**Work instructions:** Repeat each line of the material below without change.

**Dataset:**

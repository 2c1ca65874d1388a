//! Job execution and status history domain models.

use chrono::{DateTime, Duration, Utc};
use serde::{Deserialize, Serialize};
use std::fmt;
use std::str::FromStr;

/// Default age after which a job without a terminal status is presumed lost.
pub const DEFAULT_STALE_AFTER_SECS: i64 = 3600;

/// One attempt to run a report definition.
#[derive(Debug, Clone, PartialEq, Eq, Serialize, Deserialize)]
#[serde(rename_all = "camelCase")]
pub struct JobExecution {
    pub id: i64,
    /// Back-reference only; the definition may have been deleted since.
    pub report_id: i64,
    pub org_id: i64,
    pub started_at: DateTime<Utc>,
    pub finished_at: Option<DateTime<Utc>>,
    pub elapsed_ms: Option<i64>,
    pub storage_key: Option<String>,
    pub storage_version: Option<String>,
    pub deleted: bool,
}

impl JobExecution {
    pub fn is_finished(&self) -> bool {
        self.finished_at.is_some()
    }
}

/// Status codes recorded in a job's history.
#[derive(Debug, Clone, Copy, PartialEq, Eq, Hash, Serialize, Deserialize)]
#[serde(rename_all = "snake_case")]
pub enum StatusCode {
    /// Informational: job row created, rendering about to start.
    Started,
    /// Informational: artifact produced.
    Rendered,
    /// Informational: artifact archived in object storage.
    Archived,
    /// Terminal success.
    Success,
    /// Terminal failure.
    Fail,
}

impl StatusCode {
    pub fn is_terminal(&self) -> bool {
        matches!(self, StatusCode::Success | StatusCode::Fail)
    }
}

impl fmt::Display for StatusCode {
    fn fmt(&self, f: &mut fmt::Formatter<'_>) -> fmt::Result {
        match self {
            StatusCode::Started => write!(f, "started"),
            StatusCode::Rendered => write!(f, "rendered"),
            StatusCode::Archived => write!(f, "archived"),
            StatusCode::Success => write!(f, "success"),
            StatusCode::Fail => write!(f, "fail"),
        }
    }
}

impl FromStr for StatusCode {
    type Err = String;

    fn from_str(s: &str) -> Result<Self, Self::Err> {
        match s.to_lowercase().as_str() {
            "started" => Ok(StatusCode::Started),
            "rendered" => Ok(StatusCode::Rendered),
            "archived" => Ok(StatusCode::Archived),
            "success" => Ok(StatusCode::Success),
            "fail" | "failed" => Ok(StatusCode::Fail),
            _ => Err(format!("Unknown status code: {}", s)),
        }
    }
}

/// Append-only history entry of a job.
#[derive(Debug, Clone, PartialEq, Eq, Serialize, Deserialize)]
#[serde(rename_all = "camelCase")]
pub struct JobStatusEvent {
    pub id: i64,
    pub job_id: i64,
    pub timestamp: DateTime<Utc>,
    pub status: StatusCode,
    pub description: String,
}

/// Human-facing health of a report, derived at query time.
#[derive(Debug, Clone, Copy, PartialEq, Eq, Serialize, Deserialize)]
#[serde(rename_all = "lowercase")]
pub enum JobState {
    None,
    Pending,
    Success,
    Fail,
}

impl fmt::Display for JobState {
    fn fmt(&self, f: &mut fmt::Formatter<'_>) -> fmt::Result {
        match self {
            JobState::None => write!(f, "none"),
            JobState::Pending => write!(f, "pending"),
            JobState::Success => write!(f, "success"),
            JobState::Fail => write!(f, "fail"),
        }
    }
}

/// Derive the display state of a job.
///
/// `latest_status` is the most recent status event of the job and
/// `saw_success` tells whether any success event exists for it. A job with no
/// terminal status that started more than `stale_after` ago is reported as
/// failed: a crash between rendering and the status write leaves no explicit
/// failure event behind.
pub fn derive_job_state(
    started_at: DateTime<Utc>,
    latest_status: Option<StatusCode>,
    saw_success: bool,
    now: DateTime<Utc>,
    stale_after: Duration,
) -> JobState {
    if latest_status == Some(StatusCode::Fail) {
        return JobState::Fail;
    }
    if saw_success || latest_status == Some(StatusCode::Success) {
        return JobState::Success;
    }
    if started_at + stale_after < now {
        JobState::Fail
    } else {
        JobState::Pending
    }
}

/// Derive the state of a job from its full (oldest first) event history.
pub fn derive_from_history(
    job: Option<&JobExecution>,
    events: &[JobStatusEvent],
    now: DateTime<Utc>,
    stale_after: Duration,
) -> JobState {
    let Some(job) = job else {
        return JobState::None;
    };
    let latest = events.iter().max_by_key(|e| (e.timestamp, e.id)).map(|e| e.status);
    let saw_success = events.iter().any(|e| e.status == StatusCode::Success);
    derive_job_state(job.started_at, latest, saw_success, now, stale_after)
}

/// Job row plus its status history and derived state.
#[derive(Debug, Clone, Serialize)]
#[serde(rename_all = "camelCase")]
pub struct JobDetail {
    #[serde(flatten)]
    pub job: JobExecution,
    pub state: JobState,
    pub events: Vec<JobStatusEvent>,
}

/// Presigned download link for an archived artifact.
#[derive(Debug, Clone, Serialize)]
#[serde(rename_all = "camelCase")]
pub struct DownloadLink {
    pub url: String,
    pub expires_at: DateTime<Utc>,
}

**Written solution:**
repository 2c1ca65874d1388a
//! Job execution and status history domain models.

use chrono::{DateTime, Duration, Utc};
use serde::{Deserialize, Serialize};
use std::fmt;
use std::str::FromStr;

/// Default age after which a job without a terminal status is presumed lost.
pub const DEFAULT_STALE_AFTER_SECS: i64 = 3600;

/// One attempt to run a report definition.
#[derive(Debug, Clone, PartialEq, Eq, Serialize, Deserialize)]
#[serde(rename_all = "camelCase")]
pub struct JobExecution {
    pub id: i64,
    /// Back-reference only; the definition may have been deleted since.
    pub report_id: i64,
    pub org_id: i64,
    pub started_at: DateTime<Utc>,
    pub finished_at: Option<DateTime<Utc>>,
    pub elapsed_ms: Option<i64>,
    pub storage_key: Option<String>,
    pub storage_version: Option<String>,
    pub deleted: bool,
}

impl JobExecution {
    pub fn is_finished(&self) -> bool {
        self.finished_at.is_some()
    }
}

/// Status codes recorded in a job's history.
#[derive(Debug, Clone, Copy, PartialEq, Eq, Hash, Serialize, Deserialize)]
#[serde(rename_all = "snake_case")]
pub enum StatusCode {
    /// Informational: job row created, rendering about to start.
    Started,
    /// Informational: artifact produced.
    Rendered,
    /// Informational: artifact archived in object storage.
    Archived,
    /// Terminal success.
    Success,
    /// Terminal failure.
    Fail,
}

impl StatusCode {
    pub fn is_terminal(&self) -> bool {
        matches!(self, StatusCode::Success | StatusCode::Fail)
    }
}

impl fmt::Display for StatusCode {
    fn fmt(&self, f: &mut fmt::Formatter<'_>) -> fmt::Result {
        match self {
            StatusCode::Started => write!(f, "started"),
            StatusCode::Rendered => write!(f, "rendered"),
            StatusCode::Archived => write!(f, "archived"),
            StatusCode::Success => write!(f, "success"),
            StatusCode::Fail => write!(f, "fail"),
        }
    }
}

impl FromStr for StatusCode {
    type Err = String;

    fn from_str(s: &str) -> Result<Self, Self::Err> {
        match s.to_lowercase().as_str() {
            "started" => Ok(StatusCode::Started),
            "rendered" => Ok(StatusCode::Rendered),
            "archived" => Ok(StatusCode::Archived),
            "success" => Ok(StatusCode::Success),
            "fail" | "failed" => Ok(StatusCode::Fail),
            _ => Err(format!("Unknown status code: {}", s)),
        }
    }
}

/// Append-only history entry of a job.
#[derive(Debug, Clone, PartialEq, Eq, Serialize, Deserialize)]
#[serde(rename_all = "camelCase")]
pub struct JobStatusEvent {
    pub id: i64,
    pub job_id: i64,
    pub timestamp: DateTime<Utc>,
    pub status: StatusCode,
    pub description: String,
}

/// Human-facing health of a report, derived at query time.
#[derive(Debug, Clone, Copy, PartialEq, Eq, Serialize, Deserialize)]
#[serde(rename_all = "lowercase")]
pub enum JobState {
    None,
    Pending,
    Success,
    Fail,
}

impl fmt::Display for JobState {
    fn fmt(&self, f: &mut fmt::Formatter<'_>) -> fmt::Result {
        match self {
            JobState::None => write!(f, "none"),
            JobState::Pending => write!(f, "pending"),
            JobState::Success => write!(f, "success"),
            JobState::Fail => write!(f, "fail"),
        }
    }
}

/// Derive the display state of a job.
///
/// `latest_status` is the most recent status event of the job and
/// `saw_success` tells whether any success event exists for it. A job with no
/// terminal status that started more than `stale_after` ago is reported as
/// failed: a crash between rendering and the status write leaves no explicit
/// failure event behind.
pub fn derive_job_state(
    started_at: DateTime<Utc>,
    latest_status: Option<StatusCode>,
    saw_success: bool,
    now: DateTime<Utc>,
    stale_after: Duration,
) -> JobState {
    if latest_status == Some(StatusCode::Fail) {
        return JobState::Fail;
    }
    if saw_success || latest_status == Some(StatusCode::Success) {
        return JobState::Success;
    }
    if started_at + stale_after < now {
        JobState::Fail
    } else {
        JobState::Pending
    }
}

/// Derive the state of a job from its full (oldest first) event history.
pub fn derive_from_history(
    job: Option<&JobExecution>,
    events: &[JobStatusEvent],
    now: DateTime<Utc>,
    stale_after: Duration,
) -> JobState {
    let Some(job) = job else {
        return JobState::None;
    };
    let latest = events.iter().max_by_key(|e| (e.timestamp, e.id)).map(|e| e.status);
    let saw_success = events.iter().any(|e| e.status == StatusCode::Success);
    derive_job_state(job.started_at, latest, saw_success, now, stale_after)
}

/// Job row plus its status history and derived state.
#[derive(Debug, Clone, Serialize)]
#[serde(rename_all = "camelCase")]
pub struct JobDetail {
    #[serde(flatten)]
    pub job: JobExecution,
    pub state: JobState,
    pub events: Vec<JobStatusEvent>,
}

/// Presigned download link for an archived artifact.
#[derive(Debug, Clone, Serialize)]
#[serde(rename_all = "camelCase")]
pub struct DownloadLink {
    pub url: String,
    pub expires_at: DateTime<Utc>,
}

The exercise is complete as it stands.